Was das Album aber von jedem anderen Noise-/Industrial- etc. Album abhebt, sind Bests Vocals, die mit zum Beeindruckensten gehören, was man in welchem Genre auch immer hören kann. Sie sind sozusagen – um den so/zu viele Lebensbereiche durchdringenden BWL-Sprech zu gebrauchen- sein Alleinstellungsmerkmal und lassen jeden andren Kraftelektroniker und Kulturellen Terroristen sehr, sehr blass aussehen. Gerade auf der ersten Hälfte des Albums, auf dem die Stimme oft nur musikalisch minimalst untermalt wird und ganz klar im Zentrum steht, klingt Best so, als würde er seine Texte nicht schreien, nicht brüllen, sondern auskotzen – sein Wüten, seine Verbalinjurien sind in jeder Silbe von einem Abgestoßensein, von einem Angewidertsein geprägt, das sich kaum in Worte fassen lässt. Das ist Tourette als ontologisches Statement. Dass die Texte im Klappcover komplett in Großbuchstaben abgedruckt sind, passt wie die Faust aufs Auge. Sieht man von „Co-Opted“ ab, das lediglich aus der (einmal leicht variierten) Zeile „Co-Opted by Cunts“ besteht, sind das Textkonvolute voller intextextueller Verweise. Auf „Teknon“ versteckt er in seinen Schimpfkanonaden (teils modifizierte) Blakezitate: „Little cunt, little cunt who made thee […]/Slowstain sculpture over bones of lions/And paint blood down palace walls“; sozusagen Hinweise auf „innocence“ wie „experience“. Bests Texte sind zwar eine fortwährende Freilegung der weniger schönen Seiten der „Sceptred Isle“, aber gleichzeitig auch immer wieder eine Infragestellung tradierter Täter/Opfer-Dichotomien. Es mag zwar redlich sein, wenn in The Quietus zumindest partiell versucht wird, Best als sozialkritischen Diagnostiker zu präsentieren, aber dafür ist er zu ambivalent, sind seine Dissektionen menschlicher Abgründe zu uneindeutig und vielleicht auch zu empathielos: „Put down your shopping/Turn on the telly/Just do what you can/To not gag too much/Put on the jeans and top/From the night before/You weren’t here/you didn’t fucking lose it“ heißt es auf „Sex Offender Boyfriend“, „Tell me what you think of me/Bipolar alcoholic/Near-catastrophic drug pig hollowness/And daytime incontinence“ auf „Come Clean“. Einzig auf dem 30-sekündigen „Air Lock“ nimmt Best sich zurück, rezitiert ruhig: „These final moments/in dull landscape/Dragged across the sky/What remains?/The shepherd/The branch stripped of bark/beaten broken limbs/And the beautiful/Bloody curtain/That awaits you/Comes down“.

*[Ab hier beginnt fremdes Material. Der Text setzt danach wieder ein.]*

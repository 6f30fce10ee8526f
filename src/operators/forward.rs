//! Forward projection: what the acquisition would record for a given estimate.

use crate::data_container::KernelTensor;
use crate::operators::executor::VoxelExecutor;
use crate::operators::geometry::SamplingGeometry;
use ndarray::{s, Array3, ArrayView3, Zip};

/// Value of acquisition voxel `index` for the reconstruction `estimate`: the
/// kernel-weighted sum of the estimate around the voxel's anchor. Taps outside
/// the reconstruction volume contribute nothing.
pub fn forward_voxel(
    index: [usize; 3],
    kernel: ArrayView3<f64>,
    geometry: &SamplingGeometry,
    estimate: ArrayView3<f64>,
) -> f64 {
    let anchor = geometry.anchor(index);
    let reconstruction = geometry.reconstruction_shape();
    let kernel_shape = geometry.kernel_shape();

    // tap t reaches reconstruction voxel anchor + t - c
    let mut taps = [(0usize, 0usize); 3];
    let mut start = [0usize; 3];
    for axis in 0..3 {
        let offset = anchor[axis] - (kernel_shape[axis] / 2) as i64;
        let first = (-offset).max(0);
        let end = (reconstruction[axis] as i64 - offset).min(kernel_shape[axis] as i64);
        if first >= end {
            return 0.0;
        }
        taps[axis] = (first as usize, end as usize);
        start[axis] = (offset + first) as usize;
    }
    let len = taps.map(|(first, end)| end - first);

    let weights = kernel.slice(s![taps[0].0..taps[0].1, taps[1].0..taps[1].1, taps[2].0..taps[2].1]);
    let neighborhood = estimate.slice(s![
        start[0]..start[0] + len[0],
        start[1]..start[1] + len[1],
        start[2]..start[2] + len[2]
    ]);
    Zip::from(&weights)
        .and(&neighborhood)
        .fold(0.0, |acc, &w, &x| acc + w * x)
}

/// Maps reconstruction-space estimates to acquisition space.
pub struct ProjectionOperator<'a> {
    kernel: &'a KernelTensor,
    geometry: &'a SamplingGeometry,
}

impl<'a> ProjectionOperator<'a> {
    pub fn new(kernel: &'a KernelTensor, geometry: &'a SamplingGeometry) -> Self {
        ProjectionOperator { kernel, geometry }
    }

    /// Writes the projection of `estimate` into `canvas`, which must have the
    /// acquisition shape.
    pub fn apply(
        &self,
        executor: &dyn VoxelExecutor,
        estimate: ArrayView3<f64>,
        canvas: &mut Array3<f64>,
    ) {
        let [r0, r1, r2] = self.geometry.reconstruction_shape();
        let [d0, d1, d2] = self.geometry.data_shape();
        assert_eq!(estimate.dim(), (r0, r1, r2), "estimate shape");
        assert_eq!(canvas.dim(), (d0, d1, d2), "canvas shape");

        let kernel = self.kernel.weights();
        let geometry = self.geometry;
        executor.fill(canvas, &|index| forward_voxel(index, kernel, geometry, estimate));
    }
}
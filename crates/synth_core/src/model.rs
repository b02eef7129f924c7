//! Synthesized model: schemas plus the solved tree
//!
//! Supports prediction on raw records, source emission, and persistence as
//! canonical JSON with a BLAKE3 fingerprint.

use crate::canon::{fingerprint_hex, to_canonical_json, write_canonical_pretty};
use crate::codegen::emit_function;
use crate::config::Regularization;
use crate::errors::{Result, SynthError};
use crate::expression::RenderOptions;
use crate::record::Record;
use crate::tree::Node;
use crate::vectorizer::Vectorizer;
use serde::{Deserialize, Serialize};
use std::fs::File;
use std::io::{BufWriter, Write};
use std::path::Path;
use tracing::info;

/// Format version written into saved models
pub const MODEL_FORMAT_VERSION: u32 = 1;

/// An exact-fit tree together with the schemas needed to apply it
#[derive(Debug, Clone, PartialEq, Serialize, Deserialize)]
pub struct SynthesizedModel {
    format_version: u32,
    input: Vectorizer,
    output: Vectorizer,
    root: Node,
    depth: usize,
    regularization: Regularization,
    render: RenderOptions,
    indent_width: usize,
}

impl SynthesizedModel {
    pub(crate) fn new(
        input: Vectorizer,
        output: Vectorizer,
        root: Node,
        regularization: Regularization,
        render: RenderOptions,
        indent_width: usize,
    ) -> Self {
        let depth = root.depth();
        Self {
            format_version: MODEL_FORMAT_VERSION,
            input,
            output,
            root,
            depth,
            regularization,
            render,
            indent_width,
        }
    }

    pub fn input_schema(&self) -> &Vectorizer {
        &self.input
    }

    pub fn output_schema(&self) -> &Vectorizer {
        &self.output
    }

    pub fn root(&self) -> &Node {
        &self.root
    }

    /// Depth the tree was solved at
    pub fn depth(&self) -> usize {
        self.depth
    }

    pub fn regularization(&self) -> Regularization {
        self.regularization
    }

    pub fn render_options(&self) -> &RenderOptions {
        &self.render
    }

    /// Apply the tree to a raw record. Split sums are rounded to the
    /// solution precision, so solver noise around a boundary routes to
    /// `greater`.
    pub fn predict(&self, record: &Record) -> Record {
        let x = self.input.to_vector(record);
        let y = self.root.evaluate(&x, self.render.precision);
        self.output.from_vector(&y)
    }

    pub fn predict_many(&self, records: &[Record]) -> Vec<Record> {
        records.iter().map(|r| self.predict(r)).collect()
    }

    /// Render the tree as a function named `function_name`.
    pub fn emit_source(&self, function_name: &str) -> String {
        emit_function(
            function_name,
            &self.root,
            &self.input,
            &self.output,
            &self.render,
            self.indent_width,
        )
    }

    pub fn to_canonical_json(&self) -> Result<String> {
        to_canonical_json(self)
    }

    /// BLAKE3 hex digest of the compact canonical JSON
    pub fn fingerprint(&self) -> Result<String> {
        fingerprint_hex(self)
    }

    /// Check that the tree matches the schemas it was saved with.
    pub fn validate(&self) -> Result<()> {
        if self.format_version != MODEL_FORMAT_VERSION {
            return Err(SynthError::ShapeMismatch(format!(
                "unsupported model format version {}",
                self.format_version
            )));
        }
        self.input.validate()?;
        self.output.validate()?;
        if !self.input.includes_constant() || self.output.includes_constant() {
            return Err(SynthError::ShapeMismatch(
                "input schema must carry the constant column and output schema must not"
                    .to_string(),
            ));
        }
        self.root.validate(self.input.width(), self.output.width())?;
        if self.root.depth() != self.depth {
            return Err(SynthError::ShapeMismatch(format!(
                "recorded depth {} but tree has depth {}",
                self.depth,
                self.root.depth()
            )));
        }
        Ok(())
    }

    /// Write the model as indented canonical JSON.
    pub fn save<P: AsRef<Path>>(&self, path: P) -> Result<()> {
        let path = path.as_ref();
        let mut writer = BufWriter::new(File::create(path)?);
        write_canonical_pretty(&mut writer, self)?;
        writer.flush()?;
        info!(path = %path.display(), depth = self.depth, "Saved model");
        Ok(())
    }

    /// Read and validate a model written by [`SynthesizedModel::save`].
    pub fn load<P: AsRef<Path>>(path: P) -> Result<Self> {
        let path = path.as_ref();
        let content = std::fs::read_to_string(path)?;
        let model: SynthesizedModel = serde_json::from_str(&content)?;
        model.validate()?;
        info!(path = %path.display(), depth = model.depth, "Loaded model");
        Ok(model)
    }
}

#[cfg(test)]
mod tests {
    use super::*;
    use crate::record::{record, Value};
    use tempfile::tempdir;

    fn step_model() -> SynthesizedModel {
        let inputs: Vec<Record> = (0..4).map(|x| record([("x", x)])).collect();
        let outputs: Vec<Record> = [-1, -1, 1, 1].iter().map(|y| record([("y", *y)])).collect();
        SynthesizedModel::new(
            Vectorizer::fit(&inputs, true).unwrap(),
            Vectorizer::fit(&outputs, false).unwrap(),
            Node::internal(
                vec![0.15, -0.05],
                Node::leaf(vec![vec![0.0, 1.0]]),
                Node::leaf(vec![vec![0.0, -1.0]]),
            ),
            Regularization::L1,
            RenderOptions::default(),
            2,
        )
    }

    #[test]
    fn test_predict() {
        let model = step_model();
        for (x, y) in [(0, -1.0), (1, -1.0), (2, 1.0), (3, 1.0)] {
            let out = model.predict(&record([("x", x)]));
            assert_eq!(out["y"], Value::Number(y));
        }
        assert_eq!(model.depth(), 2);
    }

    #[test]
    fn test_save_load_round_trip() {
        let dir = tempdir().unwrap();
        let path = dir.path().join("model.json");
        let model = step_model();
        model.save(&path).unwrap();

        let loaded = SynthesizedModel::load(&path).unwrap();
        assert_eq!(loaded, model);
        assert_eq!(loaded.fingerprint().unwrap(), model.fingerprint().unwrap());
        assert_eq!(loaded.emit_source("f"), model.emit_source("f"));
    }

    #[test]
    fn test_load_rejects_inconsistent_tree() {
        let dir = tempdir().unwrap();
        let path = dir.path().join("model.json");
        let mut model = step_model();
        model.root = Node::leaf(vec![vec![1.0, 2.0, 3.0]]);
        model.depth = 1;
        model.save(&path).unwrap();

        let err = SynthesizedModel::load(&path).unwrap_err();
        assert!(matches!(err, SynthError::ShapeMismatch(_)));
    }

    #[test]
    fn test_load_rejects_schema_without_ranges() {
        let dir = tempdir().unwrap();
        let path = dir.path().join("model.json");
        let mut json: serde_json::Value =
            serde_json::from_str(&step_model().to_canonical_json().unwrap()).unwrap();
        json["input"]["ranges"] = serde_json::json!([]);
        std::fs::write(&path, json.to_string()).unwrap();

        let err = SynthesizedModel::load(&path).unwrap_err();
        assert!(matches!(err, SynthError::ShapeMismatch(_)));
    }

    #[test]
    fn test_predict_routes_boundary_noise_greater() {
        let mut model = step_model();
        // x = 2 sits 1e-12 below the boundary
        model.root = Node::internal(
            vec![0.15, -0.05 - 1e-12],
            Node::leaf(vec![vec![0.0, 1.0]]),
            Node::leaf(vec![vec![0.0, -1.0]]),
        );
        assert_eq!(model.predict(&record([("x", 2)]))["y"], Value::Number(1.0));
        assert_eq!(model.predict(&record([("x", 1)]))["y"], Value::Number(-1.0));
    }

    #[test]
    fn test_fingerprint_tracks_content() {
        let model = step_model();
        let mut other = step_model();
        other.root = Node::internal(
            vec![0.15, -0.05],
            Node::leaf(vec![vec![0.0, 1.0]]),
            Node::leaf(vec![vec![0.0, 0.0]]),
        );
        assert_ne!(model.fingerprint().unwrap(), other.fingerprint().unwrap());
        assert!(model.to_canonical_json().unwrap().starts_with("{\"depth\":2,"));
    }
}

Selbst vermeintlich alternative Musikhörer mögen das Album ablehnen („this can surely only be endured, let alone enjoyed, by the most autistic of the autistic“), Power Electronic-Puristen werden das Album wahrscheinlich ebenfalls nur bedingt goutieren, manche es gar als „abomination“ betrachten – aber nur dann, wenn man unter einem Puristen jemanden versteht, der feste Kategorien liebt und sich nach einem gewissen Maß an Vorhersehhbarkeit sehnt. Wenn man ihn aber als jemanden betrachtet, der Reduktion und Fokussierung schätzt – im Kontext von Whitehouse fiel vor Jahren das Wort des Asketentums – , für den dürfte das Album eine Offenbarung sein. Dass sich all das auf lediglich 22 Minuten abspielt, ist in einer Zeit der hypertrophen, angeschwollenen Veröffentlichungen mehr als zu begrüßen. (J.M.)